Olly

Spectacular Vernacular

It’s fairly well known within software circles that, generally speaking, true agile software development is not so much frowned upon by project managers, but rather wholly dismissed as a software engineering flight of fancy. Quite clearly, pair programming = a 100% waste of resources. Obvious isn’t it? Thus, despite advances in software methodologies, traditional BDUF and the Waterfall Model which have been used (and their problems regularly experienced) since the software stone age, still rule. I think we’re still in the stone age.

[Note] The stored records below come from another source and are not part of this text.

use log::debug;
use once_cell::sync::Lazy;
use regex::{Captures, Regex};

use crate::models::command::ParsedCommand;
use crate::models::schedule::Schedule;
use crate::service::resolver::cancel_target;

/// Clock time said with am/pm (`3pm`, `3:30 pm`, `3p`).
const MERIDIEM_TIME: &str = r"\d{1,2}(?::\d{2})?\s*[ap]m?";
/// 24-hour clock time (`15:30`).
const MILITARY_TIME: &str = r"\d{1,2}:\d{2}";
/// Whole hour said as `7 o'clock`, optionally followed by am/pm.
const OCLOCK_TIME: &str = r"\d{1,2}\s*o['’]?clock(?:\s*[ap]m)?";

const CANCEL_VERB: &str = r"\b(?:cancel|delete|remove)";
const RESCHEDULE_VERB: &str = r"\b(?:reschedule|move|change)";
const SCHEDULE_VERB: &str = r"\b(?:schedule|add|book|create)";
const AT: &str = r"(?:at|for|on)";

fn any_time() -> String {
    format!("(?:{MERIDIEM_TIME}|{MILITARY_TIME}|{OCLOCK_TIME})")
}

fn compile(pattern: String) -> Regex {
    Regex::new(&format!("(?i){pattern}")).expect("valid command pattern")
}

#[derive(Debug, Clone, Copy, PartialEq, Eq)]
enum Shape {
    /// Group 1 is the event, group 2 the time.
    EventThenTime,
    /// Group 1 is the time, group 2 the event.
    TimeThenEvent,
    /// Group 1 is an event query or a time.
    Target,
}

struct CommandPattern {
    name: &'static str,
    regex: Regex,
    shape: Shape,
}

impl CommandPattern {
    fn new(name: &'static str, pattern: String, shape: Shape) -> Self {
        Self {
            name,
            regex: compile(pattern),
            shape,
        }
    }

    /// Returns `(event_text, time_text)`, or `(target, "")` for [`Shape::Target`].
    /// Extractions with a blank event are treated as no match.
    fn extract(&self, text: &str) -> Option<(String, String)> {
        let caps = self.regex.captures(text)?;
        let (event, time) = match self.shape {
            Shape::EventThenTime => (group(&caps, 1), group(&caps, 2)),
            Shape::TimeThenEvent => (group(&caps, 2), group(&caps, 1)),
            Shape::Target => (group(&caps, 1), String::new()),
        };
        if event.is_empty() {
            return None;
        }
        Some((event, time))
    }
}

fn group(caps: &Captures<'_>, index: usize) -> String {
    caps.get(index)
        .map(|m| m.as_str().trim().to_string())
        .unwrap_or_default()
}

static CANCEL_PATTERNS: Lazy<Vec<CommandPattern>> = Lazy::new(|| {
    let time = any_time();
    vec![
        CommandPattern::new(
            "cancel_event_at_time",
            format!(r"{CANCEL_VERB}\s+(.+?)\s+(?:at|from)\s+({time})"),
            Shape::EventThenTime,
        ),
        CommandPattern::new("cancel_target", format!(r"{CANCEL_VERB}\s+(.+)"), Shape::Target),
        CommandPattern::new(
            "cancel_at_time",
            format!(r"{CANCEL_VERB}\s+(?:the\s+)?(?:event\s+)?(?:at\s+)?({time})"),
            Shape::Target,
        ),
    ]
});

struct ReschedulePattern {
    name: &'static str,
    regex: Regex,
    has_from_time: bool,
}

static RESCHEDULE_PATTERNS: Lazy<Vec<ReschedulePattern>> = Lazy::new(|| {
    let time = any_time();
    vec![
        ReschedulePattern {
            name: "reschedule_from_to",
            regex: compile(format!(
                r"{RESCHEDULE_VERB}\s+(.+?)\s+(?:(?:from|at)\s+)?({time})\s+(?:to|at)\s+({time})"
            )),
            has_from_time: true,
        },
        ReschedulePattern {
            name: "reschedule_to",
            regex: compile(format!(r"{RESCHEDULE_VERB}\s+(.+?)\s+(?:to|at)\s+({time})")),
            has_from_time: false,
        },
    ]
});

static SCHEDULE_PATTERNS: Lazy<Vec<CommandPattern>> = Lazy::new(|| {
    vec![
        CommandPattern::new(
            "verb_event_at_time",
            format!(r"{SCHEDULE_VERB}\s+(.+?)\s+{AT}\s+({MERIDIEM_TIME})"),
            Shape::EventThenTime,
        ),
        CommandPattern::new(
            "event_at_time",
            format!(r"(.+?)\s+{AT}\s+({MERIDIEM_TIME})"),
            Shape::EventThenTime,
        ),
        CommandPattern::new(
            "time_event",
            format!(r"({MERIDIEM_TIME})\s+(.+)"),
            Shape::TimeThenEvent,
        ),
        CommandPattern::new(
            "event_time",
            format!(r"(.+?)\s+({MERIDIEM_TIME})"),
            Shape::EventThenTime,
        ),
        CommandPattern::new(
            "verb_event_at_military",
            format!(r"{SCHEDULE_VERB}\s+(.+?)\s+{AT}\s+({MILITARY_TIME})"),
            Shape::EventThenTime,
        ),
        CommandPattern::new(
            "event_at_military",
            format!(r"(.+?)\s+{AT}\s+({MILITARY_TIME})"),
            Shape::EventThenTime,
        ),
        CommandPattern::new(
            "verb_event_at_oclock",
            format!(r"{SCHEDULE_VERB}\s+(.+?)\s+{AT}\s+({OCLOCK_TIME})"),
            Shape::EventThenTime,
        ),
        CommandPattern::new(
            "event_at_oclock",
            format!(r"(.+?)\s+{AT}\s+({OCLOCK_TIME})"),
            Shape::EventThenTime,
        ),
        CommandPattern::new(
            "military_event",
            format!(r"({MILITARY_TIME})\s+(.+)"),
            Shape::TimeThenEvent,
        ),
    ]
});

/// Turns raw command text into a [`ParsedCommand`].
pub trait CommandRouter: Send + Sync {
    fn route(&self, text: &str, schedule: &Schedule) -> ParsedCommand;
}

/// Ordered pattern tables: cancel, then reschedule, then schedule. The
/// first pattern that matches wins.
pub struct PatternRouter;

impl CommandRouter for PatternRouter {
    fn route(&self, text: &str, schedule: &Schedule) -> ParsedCommand {
        route_command(text, schedule)
    }
}

pub fn route_command(text: &str, schedule: &Schedule) -> ParsedCommand {
    let trimmed = text.trim();
    if trimmed.is_empty() {
        return ParsedCommand::Unrecognized {
            original_text: trimmed.to_string(),
        };
    }

    if let Some(command) = route_cancel(trimmed, schedule) {
        return command;
    }
    if let Some(command) = route_reschedule(trimmed) {
        return command;
    }
    if let Some(command) = route_schedule(trimmed) {
        return command;
    }

    debug!("event=command_unrecognized module=routing");
    ParsedCommand::Unrecognized {
        original_text: trimmed.to_string(),
    }
}

/// Cancel variants are checked against the schedule; a variant whose target
/// does not resolve falls through to the next one. Once any cancel pattern
/// matched, the command stays a cancel even if nothing resolves.
fn route_cancel(text: &str, schedule: &Schedule) -> Option<ParsedCommand> {
    let mut first_match: Option<ParsedCommand> = None;
    for pattern in CANCEL_PATTERNS.iter() {
        let Some((event, time)) = pattern.extract(text) else {
            continue;
        };
        let (target, event_text) = match pattern.shape {
            Shape::EventThenTime => (time, Some(event)),
            _ => (event, None),
        };
        let resolves = cancel_target(&target, event_text.as_deref(), schedule).is_some();
        let command = ParsedCommand::Cancel { target, event_text };
        if resolves {
            debug!("event=command_routed module=routing pattern={}", pattern.name);
            return Some(command);
        }
        if first_match.is_none() {
            first_match = Some(command);
        }
    }
    first_match
}

fn route_reschedule(text: &str) -> Option<ParsedCommand> {
    RESCHEDULE_PATTERNS.iter().find_map(|pattern| {
        let caps = pattern.regex.captures(text)?;
        let event_query = group(&caps, 1);
        if event_query.is_empty() {
            return None;
        }
        let (from_time_text, time_text) = if pattern.has_from_time {
            (Some(group(&caps, 2)), group(&caps, 3))
        } else {
            (None, group(&caps, 2))
        };
        debug!("event=command_routed module=routing pattern={}", pattern.name);
        Some(ParsedCommand::Reschedule {
            event_query,
            from_time_text,
            time_text,
        })
    })
}

fn route_schedule(text: &str) -> Option<ParsedCommand> {
    SCHEDULE_PATTERNS.iter().find_map(|pattern| {
        let (event_text, time_text) = pattern.extract(text)?;
        debug!("event=command_routed module=routing pattern={}", pattern.name);
        Some(ParsedCommand::Schedule {
            event_text,
            time_text,
        })
    })
}

#[cfg(test)]
mod tests {
    use super::*;
    use crate::models::slot::Slot;

    fn schedule_of(entries: &[(&str, &str)]) -> Schedule {
        entries
            .iter()
            .map(|(slot, label)| (Slot::from_canonical(slot).unwrap(), label.to_string()))
            .collect()
    }

    fn scheduled(event: &str, time: &str) -> ParsedCommand {
        ParsedCommand::Schedule {
            event_text: event.to_string(),
            time_text: time.to_string(),
        }
    }

    #[test]
    fn schedule_phrasings_extract_event_and_time() {
        let empty = Schedule::new();
        let cases = [
            ("schedule meeting at 3pm", scheduled("meeting", "3pm")),
            ("add lunch at 12:30pm", scheduled("lunch", "12:30pm")),
            ("meeting at 2pm", scheduled("meeting", "2pm")),
            ("3pm team call", scheduled("team call", "3pm")),
            ("dinner at 7 o'clock", scheduled("dinner", "7 o'clock")),
            ("15:30 workout", scheduled("workout", "15:30")),
            ("book appointment at 10am", scheduled("appointment", "10am")),
            ("meeting for 4pm", scheduled("meeting", "4pm")),
            ("9pm movie", scheduled("movie", "9pm")),
            ("workout at 6:30pm", scheduled("workout", "6:30pm")),
            ("gym 7 am", scheduled("gym", "7 am")),
            ("create standup at 09:30", scheduled("standup", "09:30")),
        ];
        for (text, expected) in cases {
            assert_eq!(route_command(text, &empty), expected, "{text}");
        }
    }

    #[test]
    fn schedule_keeps_original_case_of_event() {
        let parsed = route_command("Schedule Team Sync at 3PM", &Schedule::new());
        assert_eq!(parsed, scheduled("Team Sync", "3PM"));
    }

    #[test]
    fn verb_inside_a_word_is_not_a_verb() {
        let parsed = route_command("notebook club at 3pm", &Schedule::new());
        assert_eq!(parsed, scheduled("notebook club", "3pm"));
    }

    #[test]
    fn reschedule_phrasings() {
        let empty = Schedule::new();
        assert_eq!(
            route_command("reschedule meeting to 4pm", &empty),
            ParsedCommand::Reschedule {
                event_query: "meeting".to_string(),
                from_time_text: None,
                time_text: "4pm".to_string(),
            }
        );
        assert_eq!(
            route_command("change meeting at 3pm to 5pm", &empty),
            ParsedCommand::Reschedule {
                event_query: "meeting".to_string(),
                from_time_text: Some("3pm".to_string()),
                time_text: "5pm".to_string(),
            }
        );
        assert_eq!(
            route_command("move team lunch from 12pm to 1:30pm", &empty),
            ParsedCommand::Reschedule {
                event_query: "team lunch".to_string(),
                from_time_text: Some("12pm".to_string()),
                time_text: "1:30pm".to_string(),
            }
        );
    }

    #[test]
    fn cancel_with_event_and_time_requires_matching_label() {
        let schedule = schedule_of(&[("15:00", "Meeting with Bob")]);
        assert_eq!(
            route_command("cancel meeting at 3pm", &schedule),
            ParsedCommand::Cancel {
                target: "3pm".to_string(),
                event_text: Some("meeting".to_string()),
            }
        );
    }

    #[test]
    fn cancel_falls_through_to_name_search() {
        let schedule = schedule_of(&[("12:30", "lunch")]);
        assert_eq!(
            route_command("delete lunch", &schedule),
            ParsedCommand::Cancel {
                target: "lunch".to_string(),
                event_text: None,
            }
        );
    }

    #[test]
    fn cancel_falls_through_to_bare_time() {
        let schedule = schedule_of(&[("14:00", "meeting")]);
        assert_eq!(
            route_command("remove 2pm meeting", &schedule),
            ParsedCommand::Cancel {
                target: "2pm".to_string(),
                event_text: None,
            }
        );
        let schedule = schedule_of(&[("16:00", "dentist")]);
        assert_eq!(
            route_command("cancel the event at 4pm", &schedule),
            ParsedCommand::Cancel {
                target: "4pm".to_string(),
                event_text: None,
            }
        );
    }

    #[test]
    fn unresolved_cancel_stays_a_cancel() {
        let parsed = route_command("cancel meeting at 3pm", &Schedule::new());
        assert_eq!(
            parsed,
            ParsedCommand::Cancel {
                target: "3pm".to_string(),
                event_text: Some("meeting".to_string()),
            }
        );
    }

    #[test]
    fn unrecognized_text() {
        for text in ["xyz abc 99:99", "hello there", "", "   "] {
            assert!(
                matches!(route_command(text, &Schedule::new()), ParsedCommand::Unrecognized { .. }),
                "{text}"
            );
        }
    }
}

Over the last year I’ve noticed that agile terminology is beginning to decorate middle management vernacular, despite agile methodology still not being accepted, or even considered, as a feasible development approach in most software teams. Having exhausted such popular words[1] as synergy, holistic, strategic and collaborative, middle managers have eagerly embraced unit test, iterative and refactor without having concerned themselves about their actual meaning. I’m sure they mean well, but refactor is commonly used alongside or in place of re-write, iterative is randomly thrown in to conversations whilst unit test is, well, just abused (“the inbound process can now be completed and unit tested”).

This “term-abuse” is actually rather amusing and can save your sanity during a tedious meeting, but I think it’s a software developer’s duty to correct a manager guilty of it, or at least try to correct them, and continue to do so until the penny drops (or until you get ‘promoted’ to project manager).

I know it’s only a matter of time before I’m asked, “how’s your continuous integration coming along?”, but at least I’ll be able to reply with, “it’s achieving remarkable synergy with the strategic holistic approach” without fear of sounding ridiculous.

[1] The most hilarious management-speak I’ve heard lately, said in all seriousness to a room of over thirty people, was the frankly nonsense-embracing, “we want to be holistic about our scalable/repeatable logic”. Reader explanations are encouraged.